Num momento em que a personagem principal, Jacinta, é atingida pelo mais infortúnio destino todos são colocados à prova: qualquer habitante de Arrifes deseja mostrar ao próximo como sempre cuidou, vigiou e acompanhou a idosa "brasileira". Vidas de aparência, em que o mais importante é mostrarem o bom coração aos vizinhos dos lados e aos de cima e de baixo. Neste Desamparo constata-se que é difícil ser humano: ajudar o próximo, numa situação de aflição, sem pensar em primeiro nas necessidades individuais («Vivia-se na era da presentificação pura: ninguém devia nada a ninguém, cada um estava entregue a si próprio, livre das grilhetas da gratidão e das sujeições da história.»).

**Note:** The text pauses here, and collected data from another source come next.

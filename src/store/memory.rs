use async_trait::async_trait;
use dashmap::DashMap;

use crate::model::{RESERVATION_HEADER, Room, Slot};

use super::range::A1Range;
use super::{
    ReservationStore, Row, StoreError, StoreOp, RESERVATIONS_SHEET, ROOMS_SHEET, SLOTS_SHEET,
};

/// In-process stand-in for the spreadsheet. Each sheet is a grid of
/// strings; index 0 is sheet row 1.
pub struct MemoryStore {
    sheets: DashMap<String, Vec<Row>>,
}

impl Default for MemoryStore {
    fn default() -> Self {
        Self::new()
    }
}

impl MemoryStore {
    pub fn new() -> Self {
        Self {
            sheets: DashMap::new(),
        }
    }

    /// A store laid out like a fresh deployment: header rows plus the
    /// given catalog.
    pub fn seeded(rooms: &[Room], slots: &[Slot]) -> Self {
        let store = Self::new();
        store.set_sheet(
            RESERVATIONS_SHEET,
            vec![RESERVATION_HEADER.iter().map(|s| s.to_string()).collect()],
        );

        let mut room_rows = vec![vec!["id".to_string(), "name".to_string()]];
        room_rows.extend(rooms.iter().map(|r| vec![r.id.clone(), r.name.clone()]));
        store.set_sheet(ROOMS_SHEET, room_rows);

        let mut slot_rows = vec![vec!["start".to_string(), "end".to_string()]];
        slot_rows.extend(slots.iter().map(|s| vec![s.start.to_string(), s.end.to_string()]));
        store.set_sheet(SLOTS_SHEET, slot_rows);
        store
    }

    // ── Direct access (setup and assertions) ─────────────────

    pub fn set_sheet(&self, sheet: &str, rows: Vec<Row>) {
        self.sheets.insert(sheet.to_string(), rows);
    }

    /// Every row of `sheet`, header included.
    pub fn rows(&self, sheet: &str) -> Vec<Row> {
        self.sheets
            .get(sheet)
            .map(|e| e.value().clone())
            .unwrap_or_default()
    }

    pub fn row_count(&self, sheet: &str) -> usize {
        self.sheets.get(sheet).map_or(0, |e| e.len())
    }
}

fn trim_trailing_empty(mut cells: Row) -> Row {
    while cells.last().is_some_and(|c| c.is_empty()) {
        cells.pop();
    }
    cells
}

#[async_trait]
impl ReservationStore for MemoryStore {
    async fn read_range(&self, sheet: &str, range: &str) -> Result<Vec<Row>, StoreError> {
        let a1 = A1Range::parse(range)
            .ok_or_else(|| StoreError::new(StoreOp::Read, format!("invalid range {range:?}")))?;
        let Some(grid) = self.sheets.get(sheet) else {
            return Ok(Vec::new());
        };

        let first = a1.first_row - 1;
        let last = a1.last_row.map_or(grid.len(), |r| r.min(grid.len()));
        let mut rows: Vec<Row> = grid
            .iter()
            .take(last)
            .skip(first)
            .map(|row| {
                let from = (a1.first_col - 1).min(row.len());
                let to = a1.last_col.map_or(row.len(), |c| c.min(row.len()));
                trim_trailing_empty(row[from..to.max(from)].to_vec())
            })
            .collect();
        // Trailing blank rows are omitted, interior ones are kept so that
        // positions still map to sheet rows.
        while rows.last().is_some_and(|r| r.is_empty()) {
            rows.pop();
        }
        Ok(rows)
    }

    async fn append_row(&self, sheet: &str, range: &str, row: Row) -> Result<(), StoreError> {
        let a1 = A1Range::parse(range)
            .ok_or_else(|| StoreError::new(StoreOp::Append, format!("invalid range {range:?}")))?;
        let mut grid = self.sheets.entry(sheet.to_string()).or_default();
        while grid.last().is_some_and(|r| r.iter().all(|c| c.is_empty())) {
            grid.pop();
        }
        while grid.len() < a1.first_row - 1 {
            grid.push(Vec::new());
        }
        let mut cells = vec![String::new(); a1.first_col - 1];
        cells.extend(row);
        grid.push(cells);
        Ok(())
    }

    async fn update_cell(
        &self,
        sheet: &str,
        row: usize,
        col: usize,
        value: String,
    ) -> Result<(), StoreError> {
        if row == 0 || col == 0 {
            return Err(StoreError::new(
                StoreOp::UpdateCell,
                format!("cell ({row}, {col}) out of range"),
            ));
        }
        let mut grid = self.sheets.entry(sheet.to_string()).or_default();
        if grid.len() < row {
            grid.resize(row, Vec::new());
        }
        let cells = &mut grid[row - 1];
        if cells.len() < col {
            cells.resize(col, String::new());
        }
        cells[col - 1] = value;
        Ok(())
    }

    async fn delete_row(&self, sheet: &str, row: usize) -> Result<(), StoreError> {
        let mut grid = self
            .sheets
            .get_mut(sheet)
            .ok_or_else(|| StoreError::new(StoreOp::DeleteRow, format!("no sheet {sheet:?}")))?;
        if row == 0 || row > grid.len() {
            return Err(StoreError::new(
                StoreOp::DeleteRow,
                format!("row {row} out of range"),
            ));
        }
        grid.remove(row - 1);
        Ok(())
    }
}
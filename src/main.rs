use std::sync::Arc;

use tokio::net::TcpListener;
use tracing::{info, warn};

use roombook::auth::SharedSecret;
use roombook::config::{Config, StoreKind};
use roombook::engine::{BookingEngine, SlotCatalog};
use roombook::store::{MemoryStore, ReservationStore, SheetsConfig, SheetsStore};

#[tokio::main]
async fn main() -> Result<(), Box<dyn std::error::Error>> {
    tracing_subscriber::fmt::init();

    let config = Config::from_env()?;
    roombook::observability::init(config.metrics_port);

    let store: Arc<dyn ReservationStore> = match &config.store {
        StoreKind::Memory => Arc::new(MemoryStore::seeded(
            config.rooms.as_deref().unwrap_or_default(),
            config.slots.as_deref().unwrap_or_default(),
        )),
        StoreKind::Sheets {
            spreadsheet_id,
            token,
            endpoint,
        } => Arc::new(SheetsStore::new(SheetsConfig {
            endpoint: endpoint.clone(),
            spreadsheet_id: spreadsheet_id.clone(),
            token: token.clone(),
            timeout: config.store_timeout,
        })?),
    };

    // Static catalog entries win; anything not configured comes from the store.
    let loaded = if config.rooms.is_some() && config.slots.is_some() {
        SlotCatalog::default()
    } else {
        SlotCatalog::load(&*store).await.unwrap_or_else(|e| {
            warn!("could not load catalog from store: {e}");
            SlotCatalog::default()
        })
    };
    let catalog = SlotCatalog::new(
        config.rooms.clone().unwrap_or_else(|| loaded.rooms().to_vec()),
        config.slots.clone().unwrap_or_else(|| loaded.slots().to_vec()),
    );

    let engine = Arc::new(BookingEngine::new(
        store,
        Arc::new(catalog),
        SharedSecret::new(config.secret.clone()),
    ));
    let app = roombook::api::router(engine);

    let addr = format!("{}:{}", config.bind, config.port);
    let listener = TcpListener::bind(&addr).await?;
    info!("roombook listening on {addr}");
    info!(
        "  store: {}",
        match &config.store {
            StoreKind::Memory => "memory".to_string(),
            StoreKind::Sheets { spreadsheet_id, .. } => format!("sheets ({spreadsheet_id})"),
        }
    );
    info!("  store_timeout: {}s", config.store_timeout.as_secs());
    info!(
        "  metrics: {}",
        config
            .metrics_port
            .map_or("disabled".to_string(), |p| format!("http://0.0.0.0:{p}/metrics"))
    );

    // Graceful shutdown: stop accepting on SIGTERM/ctrl-c, let in-flight requests finish
    let shutdown = async {
        let ctrl_c = tokio::signal::ctrl_c();
        #[cfg(unix)]
        {
            let mut sigterm =
                tokio::signal::unix::signal(tokio::signal::unix::SignalKind::terminate())
                    .expect("failed to register SIGTERM handler");
            tokio::select! {
                _ = ctrl_c => {}
                _ = sigterm.recv() => {}
            }
        }
        #[cfg(not(unix))]
        {
            ctrl_c.await.ok();
        }
        info!("shutdown signal received, draining requests");
    };

    axum::serve(listener, app)
        .with_graceful_shutdown(shutdown)
        .await?;

    info!("roombook stopped");
    Ok(())
}
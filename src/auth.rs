use std::fmt;

/// The single credential that authorizes create and delete.
///
/// Compared by exact string equality. There is no per-user identity,
/// rate limiting or expiry.
#[derive(Clone)]
pub struct SharedSecret {
    secret: String,
}

impl SharedSecret {
    pub fn new(secret: String) -> Self {
        Self { secret }
    }

    pub fn verify(&self, supplied: &str) -> bool {
        self.secret == supplied
    }
}

// Never print the secret itself.
impl fmt::Debug for SharedSecret {
    fn fmt(&self, f: &mut fmt::Formatter<'_>) -> fmt::Result {
        f.write_str("SharedSecret(..)")
    }
}
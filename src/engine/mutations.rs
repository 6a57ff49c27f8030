use std::time::Instant;

use chrono::{Days, NaiveDate};
use tracing::{debug, info, warn};

use crate::limits::*;
use crate::model::*;
use crate::store::{RESERVATIONS_RANGE, RESERVATIONS_SHEET};

use super::conflict::find_conflict;
use super::ids::IdAllocator;
use super::queries::scoped;
use super::{BookingEngine, BookingError, DATE_FORMAT};

/// Outcome of one week in a repeating booking.
#[derive(Debug)]
pub struct Occurrence {
    pub date: String,
    pub outcome: Result<Reservation, BookingError>,
}

impl Occurrence {
    pub fn is_created(&self) -> bool {
        self.outcome.is_ok()
    }

    /// One report line, e.g. `2024-03-11: conflict, skipped`.
    pub fn summary(&self) -> String {
        match &self.outcome {
            Ok(_) => format!("{}: created", self.date),
            Err(BookingError::Conflict(_)) => format!("{}: conflict, skipped", self.date),
            Err(e) => format!("{}: {}", self.date, e.short_label()),
        }
    }
}

/// A request that passed validation, in canonical form.
struct ValidatedBooking {
    room: String,
    date: NaiveDate,
    range: TimeRange,
    reserved_by: String,
    note: String,
}

impl ValidatedBooking {
    fn into_reservation(self, id: u64) -> Reservation {
        Reservation {
            id: Some(id),
            date: self.date.format(DATE_FORMAT).to_string(),
            room: self.room,
            start: self.range.start.to_string(),
            end: self.range.end.to_string(),
            reserved_by: self.reserved_by,
            note: self.note,
        }
    }
}

fn parse_date(date: &str) -> Result<NaiveDate, BookingError> {
    NaiveDate::parse_from_str(date.trim(), DATE_FORMAT)
        .map_err(|_| BookingError::Validation(format!("date {date:?} is not YYYY-MM-DD")))
}

fn record(op: &'static str, started: Instant, result: &Result<impl Sized, BookingError>) {
    let outcome = match result {
        Ok(_) => "ok",
        Err(e) => e.kind(),
    };
    metrics::counter!(crate::observability::BOOKING_REQUESTS_TOTAL, "op" => op, "outcome" => outcome)
        .increment(1);
    metrics::histogram!(crate::observability::BOOKING_DURATION_SECONDS, "op" => op)
        .record(started.elapsed().as_secs_f64());
}

impl BookingEngine {
    /// Checks that never touch the store.
    fn validate(&self, req: &BookingRequest) -> Result<ValidatedBooking, BookingError> {
        let catalog = self.queries.catalog();
        if catalog.rooms().is_empty() {
            return Err(BookingError::Validation("room catalog is empty".into()));
        }
        if catalog.slots().is_empty() {
            return Err(BookingError::Validation("slot catalog is empty".into()));
        }
        let room = req.room.trim();
        if catalog.find_room(room).is_none() {
            return Err(BookingError::Validation(format!("unknown room {room:?}")));
        }
        let date = parse_date(&req.date)?;
        let range = TimeRange::parse(&req.start, &req.end).ok_or_else(|| {
            BookingError::Validation(format!(
                "invalid time range {:?}-{:?}",
                req.start, req.end
            ))
        })?;
        let reserved_by = req.reserved_by.trim();
        if reserved_by.is_empty() {
            return Err(BookingError::Validation("reservedBy is required".into()));
        }
        if reserved_by.chars().count() > MAX_RESERVED_BY_LEN {
            return Err(BookingError::Validation(format!(
                "reservedBy longer than {MAX_RESERVED_BY_LEN} characters"
            )));
        }
        let note = req.note.trim();
        if note.chars().count() > MAX_NOTE_LEN {
            return Err(BookingError::Validation(format!(
                "note longer than {MAX_NOTE_LEN} characters"
            )));
        }
        Ok(ValidatedBooking {
            room: room.to_string(),
            date,
            range,
            reserved_by: reserved_by.to_string(),
            note: note.to_string(),
        })
    }

    /// Validate, authorize, check for overlap against a fresh read, then
    /// append. Nothing is written when any step before the append fails.
    pub async fn create(&self, req: &BookingRequest) -> Result<Reservation, BookingError> {
        let started = Instant::now();
        let result = self.create_inner(req).await;
        record("create", started, &result);
        result
    }

    async fn create_inner(&self, req: &BookingRequest) -> Result<Reservation, BookingError> {
        let booking = self.validate(req).inspect_err(|e| debug!("create rejected: {e}"))?;
        self.authorize(&req.secret)?;

        let rows = self.queries.read_rows().await?;
        let date = booking.date.format(DATE_FORMAT).to_string();
        if let Some(existing) = find_conflict(&booking.range, scoped(&rows, &booking.room, &date)) {
            debug!(
                "create {} {} {} rejected: overlaps {:?}",
                booking.room, date, booking.range.start, existing.id
            );
            return Err(BookingError::Conflict(Box::new(existing.clone())));
        }

        let max = IdAllocator::max_id(rows.iter().map(|s| &s.reservation));
        let id = self.ids.next(&*self.store, max).await;
        let reservation = booking.into_reservation(id);
        self.store
            .append_row(RESERVATIONS_SHEET, RESERVATIONS_RANGE, reservation.to_row())
            .await?;
        self.ids.commit(&*self.store, id).await;

        info!(
            "created reservation {id}: {} {} {}-{} by {}",
            reservation.room, reservation.date, reservation.start, reservation.end, reservation.reserved_by
        );
        Ok(reservation)
    }

    /// Book the same room and time on `weeks` consecutive weeks starting
    /// at `req.date`. Occurrences run in order and each sees the rows
    /// appended by the ones before it; a failed week is reported and
    /// skipped, nothing is rolled back.
    ///
    /// The whole call fails when the base request does not validate, no
    /// dates can be derived, or the secret is wrong.
    pub async fn create_repeating(
        &self,
        req: &BookingRequest,
        weeks: u32,
    ) -> Result<Vec<Occurrence>, BookingError> {
        if weeks == 0 || weeks > MAX_REPEAT_WEEKS {
            return Err(BookingError::Validation(format!(
                "weeks must be between 1 and {MAX_REPEAT_WEEKS}, got {weeks}"
            )));
        }
        let base = self
            .validate(req)
            .inspect_err(|e| debug!("repeating booking rejected: {e}"))?
            .date;
        self.authorize(&req.secret)?;

        let mut report = Vec::with_capacity(weeks as usize);
        for week in 0..weeks {
            let Some(day) = base.checked_add_days(Days::new(7 * u64::from(week))) else {
                return Err(BookingError::Validation(format!("{base} plus {weeks} weeks is out of range")));
            };
            let date = day.format(DATE_FORMAT).to_string();
            let occurrence = BookingRequest {
                date: date.clone(),
                ..req.clone()
            };
            let outcome = self.create(&occurrence).await;
            report.push(Occurrence { date, outcome });
        }

        let created = report.iter().filter(|o| o.is_created()).count();
        info!(
            "repeating booking for {} from {base}: {created}/{weeks} created",
            req.room.trim()
        );
        Ok(report)
    }

    /// Remove one reservation, located from a fresh read: by id when one
    /// is given and matches, otherwise by exact match of the six
    /// descriptive fields.
    pub async fn delete(&self, criteria: &DeleteCriteria) -> Result<Reservation, BookingError> {
        let started = Instant::now();
        let result = self.delete_inner(criteria).await;
        record("delete", started, &result);
        result
    }

    async fn delete_inner(&self, criteria: &DeleteCriteria) -> Result<Reservation, BookingError> {
        self.authorize(&criteria.secret)?;
        let rows = self.queries.read_rows().await?;

        let by_id: Vec<_> = match criteria.requested_id().and_then(|id| id.parse::<u64>().ok()) {
            Some(id) => rows.iter().filter(|s| s.reservation.id == Some(id)).collect(),
            None => Vec::new(),
        };
        let matches = if by_id.is_empty() {
            rows.iter()
                .filter(|s| s.reservation.matches_fields(criteria))
                .collect()
        } else {
            by_id
        };

        let Some(target) = matches.first() else {
            debug!(
                "delete found no match (id {:?}, {} {} {}-{})",
                criteria.requested_id(),
                criteria.room,
                criteria.date,
                criteria.start,
                criteria.end
            );
            return Err(BookingError::NotFound);
        };
        if matches.len() > 1 {
            warn!(
                "{} rows match delete criteria; removing row {} only",
                matches.len(),
                target.row
            );
        }

        self.store.delete_row(RESERVATIONS_SHEET, target.row).await?;
        info!(
            "deleted reservation {:?} at row {}: {} {} {}-{}",
            target.reservation.id,
            target.row,
            target.reservation.room,
            target.reservation.date,
            target.reservation.start,
            target.reservation.end
        );
        Ok(target.reservation.clone())
    }
}
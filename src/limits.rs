/// Longest weekly series a single repeating request may create.
pub const MAX_REPEAT_WEEKS: u32 = 52;

pub const MAX_RESERVED_BY_LEN: usize = 100;
pub const MAX_NOTE_LEN: usize = 500;
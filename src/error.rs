use thiserror::Error;

/// Request-level failures. These reject the whole call before (or instead of)
/// touching any asset; per-asset problems use [`AssetError`] and stay inside
/// the batch response.
#[derive(Error, Debug)]
pub enum DepreciationError {
    #[error("Invalid month {0}: must be between 1 and 12")]
    InvalidMonth(u32),

    #[error("Invalid year {0}: must be positive")]
    InvalidYear(i32),

    #[error("No active assets match the requested filter")]
    NoEligibleAssets,

    #[error("Asset {0} not found")]
    AssetNotFound(uuid::Uuid),

    #[error("Depreciation record already exists for period {year}-{month:02}")]
    DuplicateRecord { year: i32, month: u32 },

    #[error("Store error: {0}")]
    Store(String),

    #[error("Serialization error: {0}")]
    Serialization(#[from] serde_json::Error),
}

/// Per-asset failures captured during a batch run. Recorded in the response's
/// `error_details`, never propagated past the orchestrator loop.
#[derive(Error, Debug)]
pub enum AssetError {
    #[error("Record already exists for period {year}-{month:02}")]
    DuplicatePeriod { year: i32, month: u32 },

    #[error("Store error: {0}")]
    Store(String),
}

impl From<DepreciationError> for AssetError {
    fn from(err: DepreciationError) -> Self {
        match err {
            DepreciationError::DuplicateRecord { year, month } => {
                AssetError::DuplicatePeriod { year, month }
            }
            other => AssetError::Store(other.to_string()),
        }
    }
}

pub type Result<T> = std::result::Result<T, DepreciationError>;
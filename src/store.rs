use crate::error::{DepreciationError, Result};
use crate::schema::{AssetStatus, DepreciationAccount, DepreciationRecord, FixedAsset};
use std::collections::BTreeMap;
use std::sync::RwLock;
use uuid::Uuid;

/// Storage seam between the engine and the shared application store.
///
/// The engine owns the record sequence per asset and the two derived fields
/// on the asset (accumulated depreciation, book value); everything else is
/// read-only to it. Implementations must make [`commit_period`] atomic: the
/// record insert and the asset update succeed or fail together, and the
/// (asset, year, month) uniqueness constraint is enforced inside the same
/// critical section so two concurrent runs cannot double-depreciate a
/// period.
///
/// [`commit_period`]: LedgerStore::commit_period
pub trait LedgerStore {
    /// Active assets for a company, optionally restricted to an explicit id
    /// subset and/or one account.
    fn active_assets(
        &self,
        company_id: Uuid,
        asset_ids: Option<&[Uuid]>,
        account_id: Option<Uuid>,
    ) -> Result<Vec<FixedAsset>>;

    /// Asset-class account: default calculation method plus the code and
    /// name displayed on report rows.
    fn account(&self, account_id: Uuid) -> Result<Option<DepreciationAccount>>;

    fn asset(&self, asset_id: Uuid) -> Result<Option<FixedAsset>>;

    /// The record for an exact (asset, year, month), if one exists. Used as
    /// the duplicate fast path before computing anything.
    fn find_record(
        &self,
        asset_id: Uuid,
        year: i32,
        month: u32,
    ) -> Result<Option<DepreciationRecord>>;

    /// Most recent record for an asset, ordered (year desc, month desc).
    /// Supplies the previous accumulated figure and the opening balance.
    fn last_record(&self, asset_id: Uuid) -> Result<Option<DepreciationRecord>>;

    /// Atomically inserts the record and advances the asset's accumulated
    /// depreciation and book value to the record's closing figures. Returns
    /// the updated asset. On any failure the asset is left untouched.
    fn commit_period(&self, record: DepreciationRecord) -> Result<FixedAsset>;

    /// All records for a company, newest period first, optionally limited to
    /// one year. Read-only, used by the report.
    fn records_for_company(
        &self,
        company_id: Uuid,
        year: Option<i32>,
    ) -> Result<Vec<DepreciationRecord>>;
}

#[derive(Default)]
struct StoreInner {
    assets: BTreeMap<Uuid, FixedAsset>,
    records: BTreeMap<(Uuid, i32, u32), DepreciationRecord>,
    accounts: BTreeMap<Uuid, DepreciationAccount>,
}

/// Reference in-memory store. A single `RwLock` stands in for the database's
/// row locks; `commit_period` holds the write lock across the uniqueness
/// check, the insert, and the asset update.
#[derive(Default)]
pub struct InMemoryStore {
    inner: RwLock<StoreInner>,
}

impl InMemoryStore {
    pub fn new() -> Self {
        Self::default()
    }

    pub fn insert_asset(&self, asset: FixedAsset) {
        let mut inner = self.inner.write().expect("store lock poisoned");
        inner.assets.insert(asset.id, asset);
    }

    pub fn insert_account(&self, account: DepreciationAccount) {
        let mut inner = self.inner.write().expect("store lock poisoned");
        inner.accounts.insert(account.id, account);
    }
}

impl LedgerStore for InMemoryStore {
    fn active_assets(
        &self,
        company_id: Uuid,
        asset_ids: Option<&[Uuid]>,
        account_id: Option<Uuid>,
    ) -> Result<Vec<FixedAsset>> {
        let inner = self.inner.read().expect("store lock poisoned");
        Ok(inner
            .assets
            .values()
            .filter(|a| a.company_id == company_id && a.status == AssetStatus::Active)
            .filter(|a| match asset_ids {
                Some(ids) => ids.contains(&a.id),
                None => true,
            })
            .filter(|a| match account_id {
                Some(account) => a.account_id == Some(account),
                None => true,
            })
            .cloned()
            .collect())
    }

    fn account(&self, account_id: Uuid) -> Result<Option<DepreciationAccount>> {
        let inner = self.inner.read().expect("store lock poisoned");
        Ok(inner.accounts.get(&account_id).cloned())
    }

    fn asset(&self, asset_id: Uuid) -> Result<Option<FixedAsset>> {
        let inner = self.inner.read().expect("store lock poisoned");
        Ok(inner.assets.get(&asset_id).cloned())
    }

    fn find_record(
        &self,
        asset_id: Uuid,
        year: i32,
        month: u32,
    ) -> Result<Option<DepreciationRecord>> {
        let inner = self.inner.read().expect("store lock poisoned");
        Ok(inner.records.get(&(asset_id, year, month)).cloned())
    }

    fn last_record(&self, asset_id: Uuid) -> Result<Option<DepreciationRecord>> {
        let inner = self.inner.read().expect("store lock poisoned");
        Ok(inner
            .records
            .values()
            .filter(|r| r.asset_id == asset_id)
            .max_by_key(|r| (r.year, r.month))
            .cloned())
    }

    fn commit_period(&self, record: DepreciationRecord) -> Result<FixedAsset> {
        let mut inner = self.inner.write().expect("store lock poisoned");

        let key = (record.asset_id, record.year, record.month);
        if inner.records.contains_key(&key) {
            return Err(DepreciationError::DuplicateRecord {
                year: record.year,
                month: record.month,
            });
        }
        if !inner.assets.contains_key(&record.asset_id) {
            return Err(DepreciationError::AssetNotFound(record.asset_id));
        }

        let accumulated = record.accumulated_depreciation;
        let closing = record.closing_balance;
        let asset_id = record.asset_id;

        inner.records.insert(key, record);

        let asset = inner
            .assets
            .get_mut(&asset_id)
            .expect("asset checked above");
        asset.accumulated_depreciation = accumulated;
        asset.book_value = closing;

        Ok(asset.clone())
    }

    fn records_for_company(
        &self,
        company_id: Uuid,
        year: Option<i32>,
    ) -> Result<Vec<DepreciationRecord>> {
        let inner = self.inner.read().expect("store lock poisoned");
        let mut records: Vec<DepreciationRecord> = inner
            .records
            .values()
            .filter(|r| r.company_id == company_id)
            .filter(|r| match year {
                Some(y) => r.year == y,
                None => true,
            })
            .cloned()
            .collect();
        records.sort_by(|a, b| (b.year, b.month).cmp(&(a.year, a.month)));
        Ok(records)
    }
}
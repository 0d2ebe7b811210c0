use crate::proration::Proration;
use crate::schema::CalculationMethod;
use rust_decimal::{Decimal, RoundingStrategy};

/// Ledger rounding: two decimal places, midpoint away from zero. Applied at
/// every step that produces a stored or compared value, not only at the end;
/// historical records were produced this way and must stay reproducible.
pub fn round2(value: Decimal) -> Decimal {
    value.round_dp_with_strategy(2, RoundingStrategy::MidpointAwayFromZero)
}

#[derive(Debug, Clone, Copy, PartialEq, Eq)]
pub struct PeriodDepreciation {
    /// Amount actually recognized this period, after capping.
    pub amount: Decimal,
    /// Amount the convention produced before the cap.
    pub uncapped_amount: Decimal,
    /// True when the cap reduced the amount (asset close to fully
    /// depreciated).
    pub was_capped: bool,
}

/// Applies the daily or monthly convention to one period.
///
/// Daily spreads the annual amount over the year's exact calendar days and is
/// applied uniformly; its granularity already absorbs a partial first month.
/// Monthly takes one twelfth of the annual amount, prorated by owned days in
/// the acquisition month so the convention stays internally consistent
/// (twelve full periods sum to the annual amount).
///
/// The cap clamps the amount so accumulated depreciation can never exceed the
/// depreciable base, even under rounding drift near full depreciation.
pub fn period_depreciation(
    acquisition_cost: Decimal,
    salvage_value: Decimal,
    annual_rate_percent: Decimal,
    method: CalculationMethod,
    proration: Proration,
    days_in_year: u32,
    previous_accumulated: Decimal,
) -> PeriodDepreciation {
    let depreciable_base = acquisition_cost - salvage_value;
    let annual = depreciable_base * annual_rate_percent / Decimal::from(100);

    let uncapped = match method {
        CalculationMethod::Daily => round2(
            annual / Decimal::from(days_in_year) * Decimal::from(proration.days),
        ),
        CalculationMethod::Monthly => {
            let monthly = annual / Decimal::from(12);
            if proration.is_first_period {
                round2(
                    monthly * Decimal::from(proration.days)
                        / Decimal::from(proration.total_days_in_month),
                )
            } else {
                round2(monthly)
            }
        }
    };

    // Clamped on both sides: the cap keeps accumulated depreciation inside
    // the base, the zero floor keeps it monotonic even if a malformed
    // negative rate slips past registration.
    let max_allowed = (depreciable_base - previous_accumulated).max(Decimal::ZERO);
    let amount = uncapped.min(max_allowed).max(Decimal::ZERO);

    PeriodDepreciation {
        amount,
        uncapped_amount: uncapped,
        was_capped: amount < uncapped,
    }
}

Mas no meio de todo a falta de proteção há sempre uma pequena luz de esperança: no momento em que Raul encontra o amor e esperança ao lado da ex-jornalista Clarisse, longe do meio jornalístico devido a um processo de difamação contra si. Longe vão os dias brilhantes, em que Portugal vai prosperando. Há um ataque bem lançado à sociedade portuguesa ao longo de toda a obra («Os videirinhos da política têm raiva a estas figuras que arregaçam as mangas e trabalham a favor da plebe, com discrição e competência») e, nos últimos capítulos, é notório o sinal positivo oferecido. Mesmo na miséria, há possibilidade para se encontrar felicidade num país tão estilhaçado por políticas de austeridade e corrupção. «Este país que se diz triste é afinal um lugar de consolação», afirma Raul. E, às páginas tantas, é um homem com razão.